Paleovirology: Ghosts and Gifts of Ancient Viruses

November 13, 2019
Harmit Malik, Principal Investigator, Fred Hutchinson Cancer Research Center

Human genomes are ancient battlegrounds of arms races waged between viruses and their hosts for millions of years. Just as historians reconstruct battlefields to better understand historical battles, evolutionary biologists and virologists can reconstruct how ancient viruses affected their hosts by analyzing their “fossil” remains in our genomes. Paleovirology is the study of such extinct viruses. Harmit Malik will discuss what the study of these viruses can tell us about old and new viral infections, the role they have played in shaping human biology, and the insights they can provide for combating pathogenic viruses today.

About the Speaker

Harmit S. Malik studies genetic conflicts that take place between different genomes (e.g., host-virus interactions, mitochondrial conflicts with nuclear genomes) or between components of the same genome (e.g., chromosomal competition at centromeric regions). He is interested in understanding these “molecular arms races” and how they drive recurrent genetic innovation, from the perspective of both evolutionary biology and human disease. A deeper understanding of this phenomenon could have implications for human health, such as providing insights that lead to improved anti-viral drugs. Malik pioneered the study of “evolutionary echoes,” the traces of long-ago viral infections that left their mark on the host immune proteins that combat viruses. Using these echoes, Malik was able to infer the evolutionary influences of ancient, extinct viruses on the immune proteins of primates. This work has helped pioneer the field of paleovirology. A significant research area in the Malik lab is the study of rapid evolution in genes involved in essential cellular processes, such as chromosome segregation and mitochondrial biology. His lab has shown that rapid evolution of centromeric DNA and proteins that are recruited to centromeres can lead to reproductive isolation — the inability to successfully produce offspring — between emerging species and result in defective cell division.
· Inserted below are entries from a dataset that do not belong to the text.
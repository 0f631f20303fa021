//! Properties of the domain checked over the shared generators

use proptest::prelude::*;

use domain_loan::repayment_table;
use domain_savings::{LedgerError, PostRequest};
use test_utils::{
    annual_rate_strategy, assert_balance_consistent, ledger_ops_strategy, principal_strategy,
    term_months_strategy, CoopHarness, DateFixtures, LedgerOp, MoneyFixtures,
};

proptest! {
    #![proptest_config(ProptestConfig::with_cases(32))]

    #[test]
    fn prop_posting_scripts_keep_history_consistent(ops in ledger_ops_strategy(20)) {
        let runtime = tokio::runtime::Builder::new_current_thread()
            .enable_all()
            .build()
            .unwrap();

        runtime.block_on(async {
            let h = CoopHarness::in_memory();
            let account = h.funded_account(MoneyFixtures::deposit()).await;

            for op in ops {
                let request = match op {
                    LedgerOp::Deposit(amount) => PostRequest::deposit(account.id, amount),
                    LedgerOp::Withdrawal(amount) => {
                        PostRequest::withdrawal(account.id, amount).pre_approved()
                    }
                };
                match h.ledger.post(request).await {
                    Ok(_) | Err(LedgerError::InsufficientFunds { .. }) => {}
                    Err(other) => panic!("unexpected posting failure: {other}"),
                }
            }

            assert_balance_consistent(&h.ledger, account.id).await;
        });
    }

    #[test]
    fn prop_repayment_table_retires_the_principal(
        principal in principal_strategy(),
        rate in annual_rate_strategy(),
        term in term_months_strategy(),
    ) {
        let rows = repayment_table(principal, rate, term, DateFixtures::business_date());
        prop_assert_eq!(rows.len(), term as usize);

        let repaid: core_kernel::Money = rows.iter().map(|row| row.principal).sum();
        prop_assert_eq!(repaid, principal);
        prop_assert!(rows.last().map(|row| row.remaining.is_zero()).unwrap_or(false));
        prop_assert!(rows.iter().all(|row| !row.interest.is_negative()));
    }
}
In 2009, Malik was awarded the prestigious Howard Hughes Medical Institute (HHMI) Early Career Scientist award, and he was named an HHMI Investigator in 2013. In 2017, he received the Eli Lilly Prize in Microbiology, the most prestigious prize awarded by the American Society of Microbiology, and in 2019 he was elected to the US National Academy of Sciences. Malik received his BTech in Chemical Engineering from the Indian Institute of Technology, Mumbai, India, and his Ph.D in Biology, at the University of Rochester, NY.